ENTRE EL CONFORMISMO Y LA ENTROPÍA






        ¿Por qué la entropía?. Porque adoro esa palabra, su sonoridad y su significado. Hace unas semanas vi la película “Las leyes de la termodinámica”. En ella, Manel, un joven físico, intentaba explicar en términos de leyes físicas por qué fracasó su relación con la bella Elena. Y en un momento dado surgió ese concepto que tan bien conocía y que tiene un significado muy especial para mí: “entropía”.


        La primera vez que oí esa palabra fue en labios de mi profesor de física de COU, uno de mis amores platónicos. Poco importaba que me triplicara la edad (recordemos que yo entonces tenía 17 años y él unos 50) o que fuera ligeramente más alta que él, bajo el influjo de las hormonas juveniles ese hombre de ojos negros y brillo inteligente con voz profunda me parecía realmente atractivo. Y pronunció una frase que cambió mi vida: “La entropía es una medida del desorden de un sistema”… y un mundo nuevo se abrió ante mis ojos. Pasé de ser una persona “que se comía mucho la olla” según los demás, o “una desordenada” según mi madre, a ser “una persona de alta entropía”. Ahora ya no era culpable de tener el cerebro en permanente fuga de ideas o que las habitaciones se desordenaran a mi paso, desde ese momento cada vez que me he enfrentado a tales acusaciones me he limitado a decir: “No puedo evitarlo, soy un enorme vórtice de entropía”. Por desgracia la gente normal no suele saber gran cosa de termodinámica.
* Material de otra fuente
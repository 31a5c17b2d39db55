//! Export layouts
//!
//! A layout answers two questions about a grid: where the cohort header row
//! is, and which cell holds each statistic's point estimate. Everything
//! else about reading a record is shared.

use super::{ExtractionOptions, ExtractionStrategy};
use crate::error::ExtractionError;
use crate::format::parse_number;
use crate::locator::locate_header;
use crate::reader::Grid;
use crate::record::StatisticKind;

/// Trait implemented by each extraction strategy
pub trait Layout {
    fn name(&self) -> &str;

    /// Row of the cohort header block
    fn header_row(&self, grid: &Grid) -> Result<usize, ExtractionError>;

    /// (row, col) of the statistic's value cell, or `None` when it cannot be placed
    fn statistic_anchor(
        &self,
        grid: &Grid,
        header: usize,
        kind: StatisticKind,
    ) -> Option<(usize, usize)>;
}

/// Create the layout selected by the configuration
pub fn layout_for(options: &ExtractionOptions) -> Box<dyn Layout + '_> {
    match options.strategy {
        ExtractionStrategy::FixedOffset => Box::new(FixedOffsetLayout { options }),
        ExtractionStrategy::HeaderRelative => Box::new(HeaderRelativeLayout { options }),
        ExtractionStrategy::LabelScan => Box::new(LabelScanLayout { options }),
    }
}

/// Header at a configured absolute row, statistics at fixed offsets below it
pub struct FixedOffsetLayout<'a> {
    options: &'a ExtractionOptions,
}

impl Layout for FixedOffsetLayout<'_> {
    fn name(&self) -> &str {
        "fixed-offset"
    }

    fn header_row(&self, grid: &Grid) -> Result<usize, ExtractionError> {
        let row = self.options.fixed_header_row;
        if row < grid.height() {
            Ok(row)
        } else {
            Err(ExtractionError::HeaderOutOfRange {
                row,
                height: grid.height(),
            })
        }
    }

    fn statistic_anchor(
        &self,
        _grid: &Grid,
        header: usize,
        kind: StatisticKind,
    ) -> Option<(usize, usize)> {
        Some(offset_anchor(self.options, header, kind))
    }
}

/// Header found by scanning, statistics at fixed offsets below it
pub struct HeaderRelativeLayout<'a> {
    options: &'a ExtractionOptions,
}

impl Layout for HeaderRelativeLayout<'_> {
    fn name(&self) -> &str {
        "header-relative"
    }

    fn header_row(&self, grid: &Grid) -> Result<usize, ExtractionError> {
        scanned_header(self.options, grid)
    }

    fn statistic_anchor(
        &self,
        _grid: &Grid,
        header: usize,
        kind: StatisticKind,
    ) -> Option<(usize, usize)> {
        Some(offset_anchor(self.options, header, kind))
    }
}

/// Header found by scanning, statistics found by their section label
pub struct LabelScanLayout<'a> {
    options: &'a ExtractionOptions,
}

impl Layout for LabelScanLayout<'_> {
    fn name(&self) -> &str {
        "label-scan"
    }

    fn header_row(&self, grid: &Grid) -> Result<usize, ExtractionError> {
        scanned_header(self.options, grid)
    }

    fn statistic_anchor(
        &self,
        grid: &Grid,
        header: usize,
        kind: StatisticKind,
    ) -> Option<(usize, usize)> {
        let label_row = (header + 1..grid.height()).find(|&row| mentions(grid, row, kind))?;

        for row in label_row + 1..grid.height() {
            // Never read into the next statistic's section.
            if StatisticKind::ALL
                .iter()
                .any(|&other| other != kind && mentions(grid, row, other))
            {
                return None;
            }
            if let Some(col) = grid.first_filled_column(row) {
                if parse_number(grid.cell(row, col)).is_some() {
                    return Some((row, col));
                }
            }
        }
        None
    }
}

fn scanned_header(options: &ExtractionOptions, grid: &Grid) -> Result<usize, ExtractionError> {
    let locator = options.locator();
    locate_header(grid, &locator).ok_or(ExtractionError::HeaderNotFound {
        scanned: locator.rows_scanned(grid),
    })
}

fn offset_anchor(options: &ExtractionOptions, header: usize, kind: StatisticKind) -> (usize, usize) {
    (
        header.saturating_add(options.stat_offset(kind)),
        options.stat_value_column,
    )
}

fn mentions(grid: &Grid, row: usize, kind: StatisticKind) -> bool {
    let label = kind.label().to_lowercase();
    grid.row(row)
        .iter()
        .any(|cell| cell.to_lowercase().contains(&label))
}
        En estas últimas semanas he revisado las diferentes definiciones de “entropía”. Para la RAE, es la “parte de energía no utilizable para realizar trabajo” y también la “medida del desorden de un sistema”; en los artículos de física la definen como “magnitud que mide el número de microestados para un mismo macroestado de un sistema” y en psicología se utiliza como “grado de incertidumbre que podemos soportar”. Tal vez por comodidad, tal vez por nostalgia, prefiero quedarme con la definición que dio mi antiguo profesor y que coincide con la segunda acepción de la RAE.


        La entropía es el caos, el desorden, la incertidumbre… Es el electrodoméstico que se estropea aun cuando no lo usamos, es el jarrón que cae al suelo y se hace añicos, es la casa abandonada que se derrumba. La entropía es la razón por la cual nuestro cuerpo tiene tendencia a “desparramarse” con el tiempo, aunque tratemos de ocultarlo tras “wonderbras” y “bragafajas”, es el no saber qué ocurrirá, es lo que hace que ya no haya vuelta a atrás. Un mundo sin entropía sería inmutable, rítmico, periódico, regular… no habría sobresaltos, no habría incertidumbre, sería un remanso de paz, una confortable y tranquila balsa de aceite. Pero en un mundo monótono donde todo es previsible, ¿dónde quedaría el libre albedrío?. Una vida conformista en la que todo está predeterminado, ¿realmente podría considerarse vida?. 


        La entropía es destrucción, pero no tiene por qué ser algo malo si se utiliza para acabar con prejuicios; el cambio, aunque nos de miedo, sirve para evolucionar, porque se puede cambiar a mejor; la incertidumbre nos obliga a no estancarnos, nos ayuda a sobrevivir. La entropía es ese vestido fucsia que nunca pensamos que llevaríamos, es la palmada que da una persona tímida en la mesa cuando la han llevado al límite, es el piropo que por fin nos atrevemos a dedicar a ESA persona…


Así pues, nademos contra corriente si es lo que deseamos, seamos políticamente incorrectos si la situación lo requiere. Atrevámonos (desde el respeto) a llevar la contraria si no estamos de acuerdo con algo, no nos dejemos aplastar por el “es que siempre se ha hecho así” e intentemos cambiar las cosas. Sorprendamos a los demás, y a nosotros mismos, con algo que deseábamos hacer pero no nos atrevíamos y gocemos con el asombro de las caras de los demás, con el pequeño caos que hemos creado a nuestro alrededor. Rompamos los esquemas impuestos preestablecidos y generemos los nuestros. Démonos permiso para ser un poco menos contenidos y un poco más auténticos.  Seamos más lo que deseamos ser y menos lo que esperan que seamos. Señores, seamos entropía.






Comentarios

  1. Tu artículo es una gozada, con suma inteligencia y fluidez explicas lo que es la entropía emocional, para los más ignorantes. Yo le echaba siempre la culpa al desorden, la entropía pero ¡ahora le voy a dar un aplauso!¡ Felicidades!